■ Assigned task:
Please print all of the records that follow with nothing altered.

■ Data:
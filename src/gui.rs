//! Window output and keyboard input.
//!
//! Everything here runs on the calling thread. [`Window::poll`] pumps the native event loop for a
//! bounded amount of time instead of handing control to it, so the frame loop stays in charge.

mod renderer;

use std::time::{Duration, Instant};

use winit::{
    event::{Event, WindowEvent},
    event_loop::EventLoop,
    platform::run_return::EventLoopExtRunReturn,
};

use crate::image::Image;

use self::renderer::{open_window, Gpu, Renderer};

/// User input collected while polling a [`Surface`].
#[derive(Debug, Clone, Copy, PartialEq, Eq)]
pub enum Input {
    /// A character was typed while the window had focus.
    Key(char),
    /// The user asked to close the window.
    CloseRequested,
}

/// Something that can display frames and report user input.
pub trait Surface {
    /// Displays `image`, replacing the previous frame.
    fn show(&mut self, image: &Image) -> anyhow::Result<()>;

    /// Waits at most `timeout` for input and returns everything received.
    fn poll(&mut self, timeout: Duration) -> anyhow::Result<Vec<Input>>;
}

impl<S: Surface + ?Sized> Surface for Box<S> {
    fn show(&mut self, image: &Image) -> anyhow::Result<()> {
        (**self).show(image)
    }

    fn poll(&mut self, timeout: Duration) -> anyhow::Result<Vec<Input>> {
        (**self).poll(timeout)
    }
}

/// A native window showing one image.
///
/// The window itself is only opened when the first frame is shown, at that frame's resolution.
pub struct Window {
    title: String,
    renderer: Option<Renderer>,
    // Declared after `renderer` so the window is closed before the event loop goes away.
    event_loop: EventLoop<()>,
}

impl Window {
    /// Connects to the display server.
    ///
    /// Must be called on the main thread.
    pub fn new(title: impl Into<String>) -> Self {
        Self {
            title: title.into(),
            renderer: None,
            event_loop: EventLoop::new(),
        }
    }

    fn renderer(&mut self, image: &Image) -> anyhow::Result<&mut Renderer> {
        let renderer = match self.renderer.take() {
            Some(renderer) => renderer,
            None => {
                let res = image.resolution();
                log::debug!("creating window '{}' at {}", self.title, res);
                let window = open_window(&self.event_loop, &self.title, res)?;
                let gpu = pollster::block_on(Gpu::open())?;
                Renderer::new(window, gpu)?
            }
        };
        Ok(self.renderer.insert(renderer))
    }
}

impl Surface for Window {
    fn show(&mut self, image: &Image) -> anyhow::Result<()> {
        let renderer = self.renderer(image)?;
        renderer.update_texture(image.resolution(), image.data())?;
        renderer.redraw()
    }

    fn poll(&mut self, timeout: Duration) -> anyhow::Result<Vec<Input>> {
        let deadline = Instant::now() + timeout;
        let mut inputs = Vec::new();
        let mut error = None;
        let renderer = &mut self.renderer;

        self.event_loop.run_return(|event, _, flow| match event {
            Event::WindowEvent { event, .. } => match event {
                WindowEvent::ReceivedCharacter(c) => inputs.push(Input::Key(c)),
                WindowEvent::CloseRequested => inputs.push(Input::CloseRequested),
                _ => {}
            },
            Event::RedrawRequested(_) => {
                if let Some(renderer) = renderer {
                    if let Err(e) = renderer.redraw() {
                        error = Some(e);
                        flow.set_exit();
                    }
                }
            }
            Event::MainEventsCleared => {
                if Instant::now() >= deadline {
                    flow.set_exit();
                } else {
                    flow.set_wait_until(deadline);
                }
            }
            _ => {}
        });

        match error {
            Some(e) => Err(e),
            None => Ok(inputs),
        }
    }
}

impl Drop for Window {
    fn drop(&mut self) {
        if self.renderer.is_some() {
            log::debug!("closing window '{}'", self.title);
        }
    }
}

■ Task output:
filename src/gui.rs
//! Window output and keyboard input.
//!
//! Everything here runs on the calling thread. [`Window::poll`] pumps the native event loop for a
//! bounded amount of time instead of handing control to it, so the frame loop stays in charge.

mod renderer;

use std::time::{Duration, Instant};

use winit::{
    event::{Event, WindowEvent},
    event_loop::EventLoop,
    platform::run_return::EventLoopExtRunReturn,
};

use crate::image::Image;

use self::renderer::{open_window, Gpu, Renderer};

/// User input collected while polling a [`Surface`].
#[derive(Debug, Clone, Copy, PartialEq, Eq)]
pub enum Input {
    /// A character was typed while the window had focus.
    Key(char),
    /// The user asked to close the window.
    CloseRequested,
}

/// Something that can display frames and report user input.
pub trait Surface {
    /// Displays `image`, replacing the previous frame.
    fn show(&mut self, image: &Image) -> anyhow::Result<()>;

    /// Waits at most `timeout` for input and returns everything received.
    fn poll(&mut self, timeout: Duration) -> anyhow::Result<Vec<Input>>;
}

impl<S: Surface + ?Sized> Surface for Box<S> {
    fn show(&mut self, image: &Image) -> anyhow::Result<()> {
        (**self).show(image)
    }

    fn poll(&mut self, timeout: Duration) -> anyhow::Result<Vec<Input>> {
        (**self).poll(timeout)
    }
}

/// A native window showing one image.
///
/// The window itself is only opened when the first frame is shown, at that frame's resolution.
pub struct Window {
    title: String,
    renderer: Option<Renderer>,
    // Declared after `renderer` so the window is closed before the event loop goes away.
    event_loop: EventLoop<()>,
}

impl Window {
    /// Connects to the display server.
    ///
    /// Must be called on the main thread.
    pub fn new(title: impl Into<String>) -> Self {
        Self {
            title: title.into(),
            renderer: None,
            event_loop: EventLoop::new(),
        }
    }

    fn renderer(&mut self, image: &Image) -> anyhow::Result<&mut Renderer> {
        let renderer = match self.renderer.take() {
            Some(renderer) => renderer,
            None => {
                let res = image.resolution();
                log::debug!("creating window '{}' at {}", self.title, res);
                let window = open_window(&self.event_loop, &self.title, res)?;
                let gpu = pollster::block_on(Gpu::open())?;
                Renderer::new(window, gpu)?
            }
        };
        Ok(self.renderer.insert(renderer))
    }
}

impl Surface for Window {
    fn show(&mut self, image: &Image) -> anyhow::Result<()> {
        let renderer = self.renderer(image)?;
        renderer.update_texture(image.resolution(), image.data())?;
        renderer.redraw()
    }

    fn poll(&mut self, timeout: Duration) -> anyhow::Result<Vec<Input>> {
        let deadline = Instant::now() + timeout;
        let mut inputs = Vec::new();
        let mut error = None;
        let renderer = &mut self.renderer;

        self.event_loop.run_return(|event, _, flow| match event {
            Event::WindowEvent { event, .. } => match event {
                WindowEvent::ReceivedCharacter(c) => inputs.push(Input::Key(c)),
                WindowEvent::CloseRequested => inputs.push(Input::CloseRequested),
                _ => {}
            },
            Event::RedrawRequested(_) => {
                if let Some(renderer) = renderer {
                    if let Err(e) = renderer.redraw() {
                        error = Some(e);
                        flow.set_exit();
                    }
                }
            }
            Event::MainEventsCleared => {
                if Instant::now() >= deadline {
                    flow.set_exit();
                } else {
                    flow.set_wait_until(deadline);
                }
            }
            _ => {}
        });

        match error {
            Some(e) => Err(e),
            None => Ok(inputs),
        }
    }
}

impl Drop for Window {
    fn drop(&mut self) {
        if self.renderer.is_some() {
            log::debug!("closing window '{}'", self.title);
        }
    }
}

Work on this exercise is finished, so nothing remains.